Looking at the data that follows, count the lines containing the word "self" and write down only that count.

[SOURCE DATA]

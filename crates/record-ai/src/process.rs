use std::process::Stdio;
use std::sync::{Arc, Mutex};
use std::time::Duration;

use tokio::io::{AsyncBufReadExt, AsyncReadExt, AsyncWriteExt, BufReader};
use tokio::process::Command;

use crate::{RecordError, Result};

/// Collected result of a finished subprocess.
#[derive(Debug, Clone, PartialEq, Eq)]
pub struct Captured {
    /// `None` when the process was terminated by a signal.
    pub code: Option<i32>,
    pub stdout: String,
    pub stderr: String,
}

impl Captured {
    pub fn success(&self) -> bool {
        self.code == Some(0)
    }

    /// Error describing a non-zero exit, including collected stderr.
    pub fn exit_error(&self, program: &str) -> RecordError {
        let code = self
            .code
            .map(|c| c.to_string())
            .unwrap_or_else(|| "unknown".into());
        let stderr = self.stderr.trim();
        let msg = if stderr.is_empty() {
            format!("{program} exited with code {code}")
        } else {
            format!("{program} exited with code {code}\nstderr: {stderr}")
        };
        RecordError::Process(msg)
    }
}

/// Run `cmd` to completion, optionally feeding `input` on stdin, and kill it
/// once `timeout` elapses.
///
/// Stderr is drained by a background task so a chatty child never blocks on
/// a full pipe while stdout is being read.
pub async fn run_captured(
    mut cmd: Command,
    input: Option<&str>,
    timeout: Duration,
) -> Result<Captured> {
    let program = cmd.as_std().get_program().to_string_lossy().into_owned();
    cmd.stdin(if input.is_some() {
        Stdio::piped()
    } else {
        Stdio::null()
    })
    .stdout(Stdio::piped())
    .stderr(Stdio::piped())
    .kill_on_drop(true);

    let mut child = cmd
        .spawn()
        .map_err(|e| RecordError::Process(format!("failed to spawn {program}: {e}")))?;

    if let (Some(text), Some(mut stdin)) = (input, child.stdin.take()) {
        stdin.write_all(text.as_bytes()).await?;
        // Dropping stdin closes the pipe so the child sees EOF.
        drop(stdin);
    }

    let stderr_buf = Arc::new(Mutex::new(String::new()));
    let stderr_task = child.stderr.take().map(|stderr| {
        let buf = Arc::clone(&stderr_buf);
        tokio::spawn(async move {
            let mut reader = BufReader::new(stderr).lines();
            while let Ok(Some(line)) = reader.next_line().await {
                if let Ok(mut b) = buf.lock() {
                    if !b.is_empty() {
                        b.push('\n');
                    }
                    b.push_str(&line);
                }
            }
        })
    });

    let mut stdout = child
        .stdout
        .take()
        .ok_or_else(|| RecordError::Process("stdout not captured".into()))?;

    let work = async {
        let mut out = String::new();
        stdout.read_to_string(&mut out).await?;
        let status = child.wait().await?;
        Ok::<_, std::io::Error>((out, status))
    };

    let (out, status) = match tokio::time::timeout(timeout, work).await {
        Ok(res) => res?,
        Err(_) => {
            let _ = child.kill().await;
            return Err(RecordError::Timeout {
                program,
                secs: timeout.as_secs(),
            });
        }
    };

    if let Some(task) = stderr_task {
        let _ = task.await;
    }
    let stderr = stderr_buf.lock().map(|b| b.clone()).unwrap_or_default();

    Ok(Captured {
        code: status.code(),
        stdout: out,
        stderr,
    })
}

[/SOURCE DATA]

OUTPUT FOR THIS TASK:
5